La société anonyme (SA) Bouygues TP a demandé au tribunal administratif de Caen de prononcer la décharge des sommes qui lui ont été réclamées sur le fondement de l’article 1724 quater du code général des impôts et correspondant à une quote-part des sommes dues par la société Atlanco Limited au Trésor public, soit 2 163 925 euros, et d’enjoindre à l’administration fiscale de produire l’original de l’enveloppe d’envoi à la société Atlanco Limited des deux avis de mise en recouvrement émis le 31 mars 2015. Par un jugement nos 1700215, 1700690, 1800764, 1802642 du 20 septembre 2019, le tribunal administratif a fait droit à sa demande de décharge et prononcé un non-lieu à statuer sur ses conclusions à fin d’injonction.

Par un arrêt n° 19NT04286 du 9 septembre 2021, la cour administrative d’appel de Nantes a, sur appel du ministre de l’économie, des finances et de la relance, annulé ce jugement et remis à la charge de la société Bouygues TP la somme de 2 163 925 euros.

Par un pourvoi sommaire, un mémoire complémentaire et un nouveau mémoire, enregistrés le 9 novembre 2021 et les 10 février et 10 juin 2022 au secrétariat du contentieux du Conseil d’Etat, la société Bouygues TP demande au Conseil d’Etat :

1°) d’annuler cet arrêt ;

2°) de mettre à la charge de l’Etat la somme de 10 000 euros au titre de l’article L. 761-1 du code de justice administrative.

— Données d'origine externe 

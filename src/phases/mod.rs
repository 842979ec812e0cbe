//! Phase workflow engine
//!
//! Install steps are organized into a tree of named phases. Traversal is a
//! pre-order walk in declaration order - deterministic and repeatable - and
//! halts on the first failing action: a phase that could not complete its own
//! prerequisites must not let dependent phases proceed.
//!
//! A phase is either a pure grouping node or carries an action; the tagged
//! variant keeps traversal uniform and testable independent of what actions
//! do. Every action receives the same shared [`RunContext`], resolved once
//! before traversal begins and read-only from the actions' perspective:
//! phases order themselves through declared tree position, never through
//! observable context mutation.
//!
//! Each phase also declares which global flags it consumes. That association
//! is static and only feeds help composition; it never affects execution.

use std::collections::HashSet;
use std::sync::Arc;

use futures::future::BoxFuture;
use tracing::info;

use crate::client::ResourceClient;
use crate::config::{AddonConfig, ClusterConfig};
use crate::error::Error;
use crate::Result;

/// Shared state passed to every phase action.
///
/// Created once per invocation; actions read it and talk to the cluster
/// through the client handle, nothing more.
pub struct RunContext {
    /// Resolved cluster configuration
    pub cluster: ClusterConfig,
    /// Active add-on configuration
    pub config: AddonConfig,
    /// Handle to the cluster API client
    pub client: Arc<dyn ResourceClient>,
}

/// A phase action: borrows nothing from the tree, owns a clone of the shared
/// context handle for the duration of the call.
pub type PhaseAction =
    Arc<dyn Fn(Arc<RunContext>) -> BoxFuture<'static, Result<()>> + Send + Sync>;

/// What a phase does when visited
pub enum PhaseRun {
    /// Pure grouping node; visiting it visits its children in order
    Group(Vec<Phase>),
    /// Leaf node carrying the work
    Action(PhaseAction),
}

/// A node in the workflow tree
pub struct Phase {
    /// Phase name, unique among its siblings
    pub name: String,
    /// One-line description for help text
    pub short: String,
    /// Optional longer description for help text
    pub long: Option<String>,
    /// Global flags this phase consumes (help composition only)
    pub inherit_flags: Vec<&'static str>,
    /// Grouping or action
    pub run: PhaseRun,
}

impl Phase {
    /// Create a grouping phase with the given children
    pub fn group(name: impl Into<String>, short: impl Into<String>, children: Vec<Phase>) -> Self {
        Self {
            name: name.into(),
            short: short.into(),
            long: None,
            inherit_flags: Vec::new(),
            run: PhaseRun::Group(children),
        }
    }

    /// Create an action phase
    pub fn action<F>(name: impl Into<String>, short: impl Into<String>, action: F) -> Self
    where
        F: Fn(Arc<RunContext>) -> BoxFuture<'static, Result<()>> + Send + Sync + 'static,
    {
        Self {
            name: name.into(),
            short: short.into(),
            long: None,
            inherit_flags: Vec::new(),
            run: PhaseRun::Action(Arc::new(action)),
        }
    }

    /// Attach a longer description
    pub fn with_long(mut self, long: impl Into<String>) -> Self {
        self.long = Some(long.into());
        self
    }

    /// Declare the global flags this phase consumes
    pub fn with_inherit_flags(mut self, flags: impl IntoIterator<Item = &'static str>) -> Self {
        self.inherit_flags = flags.into_iter().collect();
        self
    }
}

/// Walks a phase tree for one operation
pub struct PhaseRunner {
    phases: Vec<Phase>,
}

impl PhaseRunner {
    /// Build a runner over root phases, verifying that every set of siblings
    /// has unique names
    pub fn new(phases: Vec<Phase>) -> Result<Self> {
        validate_sibling_names(&phases)?;
        Ok(Self { phases })
    }

    /// Pre-order walk in declaration order; halts on the first failing
    /// action and surfaces its error unchanged.
    pub async fn run(&self, ctx: &Arc<RunContext>) -> Result<()> {
        for phase in &self.phases {
            run_phase(phase, ctx).await?;
        }
        Ok(())
    }

    /// All flags consumed anywhere in the tree, in declaration order,
    /// deduplicated. Used to compose command help.
    pub fn inherited_flags(&self) -> Vec<&'static str> {
        let mut seen = HashSet::new();
        let mut out = Vec::new();
        collect_flags(&self.phases, &mut seen, &mut out);
        out
    }

    /// Visit every phase pre-order, yielding (depth, phase). Used to compose
    /// command help.
    pub fn walk(&self, mut visit: impl FnMut(usize, &Phase)) {
        fn inner(phases: &[Phase], depth: usize, visit: &mut impl FnMut(usize, &Phase)) {
            for phase in phases {
                visit(depth, phase);
                if let PhaseRun::Group(children) = &phase.run {
                    inner(children, depth + 1, visit);
                }
            }
        }
        inner(&self.phases, 0, &mut visit);
    }
}

fn run_phase<'a>(phase: &'a Phase, ctx: &'a Arc<RunContext>) -> BoxFuture<'a, Result<()>> {
    Box::pin(async move {
        match &phase.run {
            PhaseRun::Group(children) => {
                for child in children {
                    run_phase(child, ctx).await?;
                }
                Ok(())
            }
            PhaseRun::Action(action) => {
                info!(phase = %phase.name, "running phase");
                action(Arc::clone(ctx)).await
            }
        }
    })
}

fn validate_sibling_names(phases: &[Phase]) -> Result<()> {
    let mut names = HashSet::new();
    for phase in phases {
        if !names.insert(phase.name.as_str()) {
            return Err(Error::DuplicatePhase(phase.name.clone()));
        }
        if let PhaseRun::Group(children) = &phase.run {
            validate_sibling_names(children)?;
        }
    }
    Ok(())
}

fn collect_flags(phases: &[Phase], seen: &mut HashSet<&'static str>, out: &mut Vec<&'static str>) {
    for phase in phases {
        for flag in &phase.inherit_flags {
            if seen.insert(flag) {
                out.push(flag);
            }
        }
        if let PhaseRun::Group(children) = &phase.run {
            collect_flags(children, seen, out);
        }
    }
}
pub const MIN_RATING: i32 = 1;
pub const MAX_RATING: i32 = 5;

#[derive(thiserror::Error, Debug, Clone, Copy, PartialEq, Eq)]
#[error("Invalid rating {0}: must be between 1 and 5.")]
pub struct InvalidRating(pub i32);

/// Rejects any rating outside `MIN_RATING..=MAX_RATING`.
pub fn validate_rating(rating: i32) -> Result<(), InvalidRating> {
    if !(MIN_RATING..=MAX_RATING).contains(&rating) {
        return Err(InvalidRating(rating));
    }

    Ok(())
}

#[derive(Debug, Clone, Copy, PartialEq, Eq)]
pub struct CommentRating(i32);

impl CommentRating {
    /// Returns an instance of `CommentRating` if the rating passes `validate_rating`.
    pub fn parse(rating: i32) -> Result<Self, InvalidRating> {
        validate_rating(rating)?;
        Ok(Self(rating))
    }

    pub fn value(&self) -> i32 {
        self.0
    }
}

impl From<CommentRating> for i32 {
    fn from(rating: CommentRating) -> Self {
        rating.0
    }
}
// Run with: cargo fuzz run fuzz_comment_json
// Feeds arbitrary JSON through CreateCommentPayload -> NewComment and checks the rating gate.
#![no_main]

use groomer_comments::domain::{CreateCommentPayload, NewComment};
use libfuzzer_sys::fuzz_target;

fuzz_target!(|data: &[u8]| {
    if let Ok(payload) = serde_json::from_slice::<CreateCommentPayload>(data) {
        let rating = payload.rating;
        let accepted = NewComment::try_from(payload).is_ok();
        assert_eq!(accepted, (1..=5).contains(&rating));
    }
});
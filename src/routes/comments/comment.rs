use std::fmt::{self, Debug, Formatter};

use actix_web::{HttpResponse, ResponseError, http::StatusCode, web};
use serde::Deserialize;

use crate::{
    domain::{CreateCommentPayload, InvalidRating, NewComment},
    repository::{CommentStore, StoreError},
    routes::build_error_response,
    utils,
};

#[derive(thiserror::Error)]
pub enum CommentError {
    #[error(transparent)]
    ValidationError(#[from] InvalidRating),

    #[error("Could not find comment {0}")]
    NotFound(i32),

    #[error("Failed to access the comment store")]
    StorageError(#[from] StoreError),
}

impl Debug for CommentError {
    fn fmt(&self, f: &mut Formatter<'_>) -> fmt::Result {
        utils::error_chain_fmt(self, f)
    }
}

impl ResponseError for CommentError {
    fn status_code(&self) -> StatusCode {
        match self {
            CommentError::ValidationError(_) => StatusCode::BAD_REQUEST,
            CommentError::NotFound(_) => StatusCode::NOT_FOUND,
            CommentError::StorageError(_) => StatusCode::INTERNAL_SERVER_ERROR,
        }
    }

    fn error_response(&self) -> HttpResponse {
        let message = match self {
            // Store failures are logged with their causes, the caller only sees a generic message
            CommentError::StorageError(_) => "Internal server error".to_string(),
            _ => self.to_string(),
        };

        build_error_response(self.status_code(), message)
    }
}

#[derive(Deserialize, Debug)]
pub struct GroomerPathParams {
    pub id: i32,
}

#[tracing::instrument(
    name = "Creating comment",
    skip(payload, store),
    fields(groomer_id=%payload.groomer_id, user_id=%payload.user_id)
)]
pub async fn create_comment<S: CommentStore>(
    payload: web::Json<CreateCommentPayload>,
    store: web::Data<S>,
) -> Result<HttpResponse, CommentError> {
    let comment: NewComment = payload.into_inner().try_into()?;

    let stored = store.create(comment).await?;

    tracing::info!(comment_id = stored.id, "Comment stored");
    Ok(HttpResponse::Ok().json(stored))
}

#[tracing::instrument(name = "Fetching comment for groomer", skip(store), fields(groomer_id=%path.id))]
pub async fn get_comment_for_groomer<S: CommentStore>(
    path: web::Path<GroomerPathParams>,
    store: web::Data<S>,
) -> Result<HttpResponse, CommentError> {
    let groomer_id = path.id;

    let comment = store
        .find_by_groomer_id(groomer_id)
        .await?
        .ok_or(CommentError::NotFound(groomer_id))?;

    Ok(HttpResponse::Ok().json(comment))
}
mod comment;

pub use comment::*;
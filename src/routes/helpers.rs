use actix_web::HttpResponse;
use actix_web::http::StatusCode;
use actix_web::http::header::ContentType;

/// Error bodies are plain text, not JSON.
pub fn build_error_response(status_code: StatusCode, message: String) -> HttpResponse {
    HttpResponse::build(status_code)
        .content_type(ContentType::plaintext())
        .body(message)
}
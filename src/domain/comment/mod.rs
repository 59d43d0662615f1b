mod new_comment;
mod rating;
mod types;

pub use new_comment::NewComment;
pub use rating::*;
pub use types::*;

Vu les autres pièces du dossier ;

Vu :
 la convention fiscale conclue le 18 décembre 1981 entre le gouvernement de la République française et le gouvernement de la République de Chypre ;
 la directive n° 2006/112/CE du Conseil du 28 novembre 2006 relative au système commun de taxe sur la valeur ajoutée ;
 le code général des impôts et le livre des procédures fiscales ;
 le code du travail ;
 le code de justice administrative ;

Après avoir entendu en séance publique :

 le rapport de Mme Ophélie Champeaux, maître des requêtes,

 les conclusions de M. Romain Victor, rapporteur public ;

La parole ayant été donnée, après les conclusions, à la SCP Célice, Texidor, Perier, avocat de la société Bouygues TP ;

Considérant ce qui suit :

1. Il ressort des pièces du dossier soumis aux juges du fond que, dans le cadre de sa participation à la construction des infrastructures du réacteur pressurisé européen (EPR) de Flamanville (Manche), la société Bouygues TP a eu recours à divers prestataires, et notamment à la société de droit chypriote Atlanco Limited. Après avoir constaté que cette dernière n’avait pas respecté les obligations déclaratives sociales lui incombant en France, l’Union de recouvrement des cotisations de sécurité sociale et d’allocations familiales (Urssaf) de la Manche a estimé que la société Bouygues TP n’avait pas respecté l’obligation de vigilance que faisaient peser sur elle les dispositions des articles L. 8222-1 et suivants du code du travail et a dressé à son encontre un procès-verbal de travail dissimulé le 26 juillet 2011. A la suite d’une vérification de comptabilité, l’administration fiscale a, par une proposition de rectification du 30 septembre 2014, assujetti la société Atlanco Limited à la taxe sur la valeur ajoutée au titre de la période correspondant aux années 2009 à 2011, et aux taxes d’apprentissage et de formation professionnelle continue, à l’impôt sur les sociétés, à la cotisation sur la valeur ajoutée des entreprises et à la retenue à la source relative aux bénéfices réalisés en France par les sociétés étrangères au titre des mêmes exercices ou années. Ces impositions ont été mises en recouvrement le 31 mars 2015. En l’absence de paiement par la société Atlanco Limited, l’administration fiscale a, en application de l’article 1724 quater du code général des impôts, notifié le 12 septembre 2016 à la société Bouygues TP, en sa qualité de débiteur solidaire, un avis de mise en recouvrement de la somme de 2 163 925 euros. La société Bouygues TP se pourvoit en cassation contre l’arrêt du 9 septembre 2021 par lequel la cour administrative d’appel de Nantes a fait droit à l’appel formé par le ministre de l’économie, des finances et de la relance contre le jugement du 20 septembre 2019 du tribunal administratif de Caen prononçant la décharge de l’obligation de payer les sommes mises à sa charge en qualité de débitrice solidaire.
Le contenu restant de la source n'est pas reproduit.